> [RECORDS FOR THE TASK]
BEGIN

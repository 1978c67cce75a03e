//! s72 mesh loader
//!
//! A MESH object names a vertex `count`, a set of attribute streams and optionally an
//! index stream, all stored in external binary files:
//!
//! ```json
//! { "type": "MESH", "name": "cube", "topology": "TRIANGLE_LIST", "count": 36,
//!   "attributes": {
//!     "POSITION": { "src": "cube.b72", "offset": 0,  "stride": 28, "format": "R32G32B32_SFLOAT" },
//!     "NORMAL":   { "src": "cube.b72", "offset": 12, "stride": 28, "format": "R32G32B32_SFLOAT" },
//!     "COLOR":    { "src": "cube.b72", "offset": 24, "stride": 28, "format": "R8G8B8A8_UNORM" } },
//!   "indices": { "src": "cube.idx", "offset": 0, "format": "UINT32" } }
//! ```
//!
//! Vertices are decoded into [`Vertex`] records and appended to a [`GeometrySink`].
//! With an index stream the indices are re-based onto the sink's current vertex count;
//! without one, duplicate vertices are merged and an index list is generated.

use std::collections::HashMap;
use std::path::PathBuf;

use crate::config::ValidationLevel;
use crate::json::{JsonError, Object};
use crate::scene::bounds::Bounds;
use crate::scene::components::Mesh;

use super::resolve::{NotFound, SearchPaths};
use super::vertex::{GeometrySink, Vertex};

/// Mesh loading errors
#[derive(thiserror::Error, Debug)]
pub enum MeshError {
    /// Reading a stream failed
    #[error("IO error reading {path}: {source}")]
    Io {
        /// File being read
        path: PathBuf,
        /// Underlying error
        source: std::io::Error,
    },

    /// Stream file not found
    #[error(transparent)]
    NotFound(#[from] NotFound),

    /// Mesh object had the wrong shape
    #[error("JSON error: {0}")]
    Json(#[from] JsonError),

    /// Attribute format outside the supported table
    #[error("unsupported attribute format: {0}")]
    UnknownFormat(String),

    /// Index format other than UINT8/UINT16/UINT32
    #[error("unsupported index format: {0}")]
    UnknownIndexFormat(String),

    /// Attribute name outside POSITION/NORMAL/TANGENT/TEXCOORD/COLOR
    #[error("unknown vertex attribute: {0}")]
    UnknownAttribute(String),

    /// Every mesh needs positions
    #[error("mesh has no POSITION attribute")]
    MissingPosition,

    /// Stream shorter than the attribute layout requires
    #[error("{src} holds {len} bytes but {needed} are required")]
    Truncated {
        /// Stream file name
        src: String,
        /// Bytes required
        needed: usize,
        /// Bytes available
        len: usize,
    },

    /// An index points past the mesh's vertices
    #[error("index {index} out of range for {vertex_count} vertices")]
    IndexOutOfBounds {
        /// Offending index
        index: u32,
        /// Vertices in the mesh
        vertex_count: u32,
    },

    /// Re-based indices would not fit in 32 bits
    #[error("{vertex_count} vertices past sink offset {first_vertex} overflow 32-bit indices")]
    IndexOverflow {
        /// Vertices already in the sink
        first_vertex: u32,
        /// Vertices in the mesh
        vertex_count: usize,
    },
}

END

Looking only at the lines of the material above, count those containing "required" and give that number by itself.

> [RESPONSE TO THE EXERCISE]
2